Exercise description:
Write out the records once more, exactly as given.

Segment Start: Supplied data

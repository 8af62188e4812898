// SPDX-License-Identifier: AGPL-3.0-only
// Copyright (c) 2025 The Rucket Authors

//! Probability that one placement group dies in a cascade of failures.
//!
//! The first failing member opens a recovery window. The group dies if enough
//! further members fail while earlier ones are still recovering. With `s`
//! overlapping windows of length `l`, the chance that `s` failures line up is
//! `s * (rate * l)^(s-1)` per first failure, rather than `(rate * l)^(s-1)`: any
//! of the members may be the last to recover. The `s` is spread over the
//! cascade as one [`pyramid_factor`] per member.

use serde::Serialize;
use tracing::trace;

use crate::placement::DriveId;
use crate::residual::{sequence_key, ResidualFailureMap};

/// Window-overlap correction for the `m`-th failure of a cascade (1-based).
///
/// `1 + 1/(m-1)` for `m >= 2`; the factors for `2..=s` multiply to `s`.
#[must_use]
pub fn pyramid_factor(m: usize) -> f64 {
    if m <= 1 {
        1.0
    } else {
        1.0 + 1.0 / (m - 1) as f64
    }
}

/// A completed failure sequence recorded while evaluating a group.
#[derive(Debug, Clone, PartialEq, Serialize)]
pub struct CascadeDeath {
    /// Ascending drives whose joint failure killed the group.
    pub sequence: Vec<DriveId>,
    /// Residual probability of the completing failure that was used.
    pub residual: f64,
    /// Probability mass of this death path.
    pub mass: f64,
}

/// Evaluates group deaths against a residual map without mutating it.
///
/// Deaths are collected and handed back through [`into_deaths`](Self::into_deaths)
/// so the caller can consume them once the whole group is evaluated.
#[derive(Debug)]
pub struct Cascade<'a> {
    residuals: &'a ResidualFailureMap,
    window: f64,
    tolerance: usize,
    deaths: Vec<CascadeDeath>,
}

impl<'a> Cascade<'a> {
    /// Create a cascade evaluator.
    ///
    /// `window` is the recovery window in years, `tolerance` the number of
    /// members a group survives losing.
    #[must_use]
    pub fn new(residuals: &'a ResidualFailureMap, window: f64, tolerance: usize) -> Self {
        Self {
            residuals,
            window: window.max(0.0),
            tolerance,
            deaths: Vec::new(),
        }
    }

    /// Probability that the group with ascending `members` dies.
    ///
    /// Groups that die only when every member fails take the closed product
    /// form; others branch through [`pg_death_combinations`](Self::pg_death_combinations).
    pub fn group_death(&mut self, members: &[DriveId]) -> f64 {
        if members.len() == self.tolerance + 1 {
            self.replication_death(members)
        } else {
            let mut failed = Vec::with_capacity(self.tolerance + 1);
            self.pg_death_combinations(members, &mut failed, 1.0)
        }
    }

    /// Death probability of a group that is lost only when all members fail.
    ///
    /// Every member before the last fails at the full AFR; the last one at
    /// the residual of the completed sequence.
    pub fn replication_death(&mut self, members: &[DriveId]) -> f64 {
        let Some((&last, prefix)) = members.split_last() else {
            return 0.0;
        };

        let afr = self.residuals.afr();
        let leading: f64 = (0..prefix.len())
            .map(|i| self.member_failure(i + 1, afr))
            .product();
        if leading <= 0.0 {
            return 0.0;
        }

        let residual = self.residuals.residual(prefix, last);
        let mass = leading * self.member_failure(members.len(), residual);
        self.record(prefix, last, residual, mass);
        mass
    }

    /// Sums the probability of every failure path through `remaining` that
    /// brings the failed count past the tolerance.
    ///
    /// Each member either fails, joining `failed`, or survives; both branches
    /// carry their share of `mass`. A path ends in a group death as soon as
    /// `tolerance + 1` members failed, and contributes nothing once its mass
    /// is gone or too few members remain.
    pub fn pg_death_combinations(
        &mut self,
        remaining: &[DriveId],
        failed: &mut Vec<DriveId>,
        mass: f64,
    ) -> f64 {
        let needed = self.tolerance + 1 - failed.len();
        if mass <= 0.0 || remaining.len() < needed {
            return 0.0;
        }
        let Some((&drive, rest)) = remaining.split_first() else {
            return 0.0;
        };

        let position = failed.len() + 1;
        let completes = needed == 1;
        let base = if completes {
            self.residuals.residual(failed, drive)
        } else {
            self.residuals.afr()
        };
        let q = self.member_failure(position, base);

        let fail_mass = mass * q;
        let mut total = 0.0;
        if completes {
            if fail_mass > 0.0 {
                self.record(failed, drive, base, fail_mass);
                total += fail_mass;
            }
        } else {
            failed.push(drive);
            total += self.pg_death_combinations(rest, failed, fail_mass);
            failed.pop();
        }

        total + self.pg_death_combinations(rest, failed, mass * (1.0 - q))
    }

    /// Deaths recorded so far.
    #[must_use]
    pub fn deaths(&self) -> &[CascadeDeath] {
        &self.deaths
    }

    /// Finish evaluation and return the recorded deaths.
    #[must_use]
    pub fn into_deaths(self) -> Vec<CascadeDeath> {
        self.deaths
    }

    /// Failure probability of the `position`-th member of a cascade.
    ///
    /// The first member fails at its annual rate, later members have to fail
    /// inside the window.
    fn member_failure(&self, position: usize, rate: f64) -> f64 {
        if position <= 1 {
            return rate.clamp(0.0, 1.0);
        }
        (rate * self.window * pyramid_factor(position)).clamp(0.0, 1.0)
    }

    fn record(&mut self, prefix: &[DriveId], drive: DriveId, residual: f64, mass: f64) {
        if mass <= 0.0 {
            return;
        }
        let sequence = sequence_key(prefix, drive);
        trace!(?sequence, residual, mass, "Group death path");
        self.deaths.push(CascadeDeath {
            sequence,
            residual,
            mass,
        });
    }
}
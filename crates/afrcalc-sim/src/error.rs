// SPDX-License-Identifier: AGPL-3.0-only
// Copyright (c) 2025 The Rucket Authors

//! Error types for the brute-force simulator.

use thiserror::Error;

/// Result type for simulator operations.
pub type SimResult<T> = Result<T, SimulationError>;

/// Errors that can occur while generating placements or simulating.
#[derive(Debug, Error)]
pub enum SimulationError {
    /// Configuration or probability error from the core crate.
    #[error(transparent)]
    Core(#[from] afrcalc_core::Error),

    /// Not enough hosts to spread a placement group over distinct hosts.
    #[error("not enough hosts: need {needed}, have {available}")]
    NotEnoughHosts {
        /// Hosts needed for one group.
        needed: usize,
        /// Hosts in the cluster.
        available: usize,
    },

    /// Invalid simulation parameters.
    #[error("invalid simulation parameters: {0}")]
    InvalidParameters(String),
}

Segment End: Supplied data

Answer:
repository 8af62188e4812898
// SPDX-License-Identifier: AGPL-3.0-only
// Copyright (c) 2025 The Rucket Authors

//! Probability that one placement group dies in a cascade of failures.
//!
//! The first failing member opens a recovery window. The group dies if enough
//! further members fail while earlier ones are still recovering. With `s`
//! overlapping windows of length `l`, the chance that `s` failures line up is
//! `s * (rate * l)^(s-1)` per first failure, rather than `(rate * l)^(s-1)`: any
//! of the members may be the last to recover. The `s` is spread over the
//! cascade as one [`pyramid_factor`] per member.

use serde::Serialize;
use tracing::trace;

use crate::placement::DriveId;
use crate::residual::{sequence_key, ResidualFailureMap};

/// Window-overlap correction for the `m`-th failure of a cascade (1-based).
///
/// `1 + 1/(m-1)` for `m >= 2`; the factors for `2..=s` multiply to `s`.
#[must_use]
pub fn pyramid_factor(m: usize) -> f64 {
    if m <= 1 {
        1.0
    } else {
        1.0 + 1.0 / (m - 1) as f64
    }
}

/// A completed failure sequence recorded while evaluating a group.
#[derive(Debug, Clone, PartialEq, Serialize)]
pub struct CascadeDeath {
    /// Ascending drives whose joint failure killed the group.
    pub sequence: Vec<DriveId>,
    /// Residual probability of the completing failure that was used.
    pub residual: f64,
    /// Probability mass of this death path.
    pub mass: f64,
}

/// Evaluates group deaths against a residual map without mutating it.
///
/// Deaths are collected and handed back through [`into_deaths`](Self::into_deaths)
/// so the caller can consume them once the whole group is evaluated.
#[derive(Debug)]
pub struct Cascade<'a> {
    residuals: &'a ResidualFailureMap,
    window: f64,
    tolerance: usize,
    deaths: Vec<CascadeDeath>,
}

impl<'a> Cascade<'a> {
    /// Create a cascade evaluator.
    ///
    /// `window` is the recovery window in years, `tolerance` the number of
    /// members a group survives losing.
    #[must_use]
    pub fn new(residuals: &'a ResidualFailureMap, window: f64, tolerance: usize) -> Self {
        Self {
            residuals,
            window: window.max(0.0),
            tolerance,
            deaths: Vec::new(),
        }
    }

    /// Probability that the group with ascending `members` dies.
    ///
    /// Groups that die only when every member fails take the closed product
    /// form; others branch through [`pg_death_combinations`](Self::pg_death_combinations).
    pub fn group_death(&mut self, members: &[DriveId]) -> f64 {
        if members.len() == self.tolerance + 1 {
            self.replication_death(members)
        } else {
            let mut failed = Vec::with_capacity(self.tolerance + 1);
            self.pg_death_combinations(members, &mut failed, 1.0)
        }
    }

    /// Death probability of a group that is lost only when all members fail.
    ///
    /// Every member before the last fails at the full AFR; the last one at
    /// the residual of the completed sequence.
    pub fn replication_death(&mut self, members: &[DriveId]) -> f64 {
        let Some((&last, prefix)) = members.split_last() else {
            return 0.0;
        };

        let afr = self.residuals.afr();
        let leading: f64 = (0..prefix.len())
            .map(|i| self.member_failure(i + 1, afr))
            .product();
        if leading <= 0.0 {
            return 0.0;
        }

        let residual = self.residuals.residual(prefix, last);
        let mass = leading * self.member_failure(members.len(), residual);
        self.record(prefix, last, residual, mass);
        mass
    }

    /// Sums the probability of every failure path through `remaining` that
    /// brings the failed count past the tolerance.
    ///
    /// Each member either fails, joining `failed`, or survives; both branches
    /// carry their share of `mass`. A path ends in a group death as soon as
    /// `tolerance + 1` members failed, and contributes nothing once its mass
    /// is gone or too few members remain.
    pub fn pg_death_combinations(
        &mut self,
        remaining: &[DriveId],
        failed: &mut Vec<DriveId>,
        mass: f64,
    ) -> f64 {
        let needed = self.tolerance + 1 - failed.len();
        if mass <= 0.0 || remaining.len() < needed {
            return 0.0;
        }
        let Some((&drive, rest)) = remaining.split_first() else {
            return 0.0;
        };

        let position = failed.len() + 1;
        let completes = needed == 1;
        let base = if completes {
            self.residuals.residual(failed, drive)
        } else {
            self.residuals.afr()
        };
        let q = self.member_failure(position, base);

        let fail_mass = mass * q;
        let mut total = 0.0;
        if completes {
            if fail_mass > 0.0 {
                self.record(failed, drive, base, fail_mass);
                total += fail_mass;
            }
        } else {
            failed.push(drive);
            total += self.pg_death_combinations(rest, failed, fail_mass);
            failed.pop();
        }

        total + self.pg_death_combinations(rest, failed, mass * (1.0 - q))
    }

    /// Deaths recorded so far.
    #[must_use]
    pub fn deaths(&self) -> &[CascadeDeath] {
        &self.deaths
    }

    /// Finish evaluation and return the recorded deaths.
    #[must_use]
    pub fn into_deaths(self) -> Vec<CascadeDeath> {
        self.deaths
    }

    /// Failure probability of the `position`-th member of a cascade.
    ///
    /// The first member fails at its annual rate, later members have to fail
    /// inside the window.
    fn member_failure(&self, position: usize, rate: f64) -> f64 {
        if position <= 1 {
            return rate.clamp(0.0, 1.0);
        }
        (rate * self.window * pyramid_factor(position)).clamp(0.0, 1.0)
    }

    fn record(&mut self, prefix: &[DriveId], drive: DriveId, residual: f64, mass: f64) {
        if mass <= 0.0 {
            return;
        }
        let sequence = sequence_key(prefix, drive);
        trace!(?sequence, residual, mass, "Group death path");
        self.deaths.push(CascadeDeath {
            sequence,
            residual,
            mass,
        });
    }
}
filename crates/afrcalc-sim/src/error.rs
// SPDX-License-Identifier: AGPL-3.0-only
// Copyright (c) 2025 The Rucket Authors

//! Error types for the brute-force simulator.

use thiserror::Error;

/// Result type for simulator operations.
pub type SimResult<T> = Result<T, SimulationError>;

/// Errors that can occur while generating placements or simulating.
#[derive(Debug, Error)]
pub enum SimulationError {
    /// Configuration or probability error from the core crate.
    #[error(transparent)]
    Core(#[from] afrcalc_core::Error),

    /// Not enough hosts to spread a placement group over distinct hosts.
    #[error("not enough hosts: need {needed}, have {available}")]
    NotEnoughHosts {
        /// Hosts needed for one group.
        needed: usize,
        /// Hosts in the cluster.
        available: usize,
    },

    /// Invalid simulation parameters.
    #[error("invalid simulation parameters: {0}")]
    InvalidParameters(String),
}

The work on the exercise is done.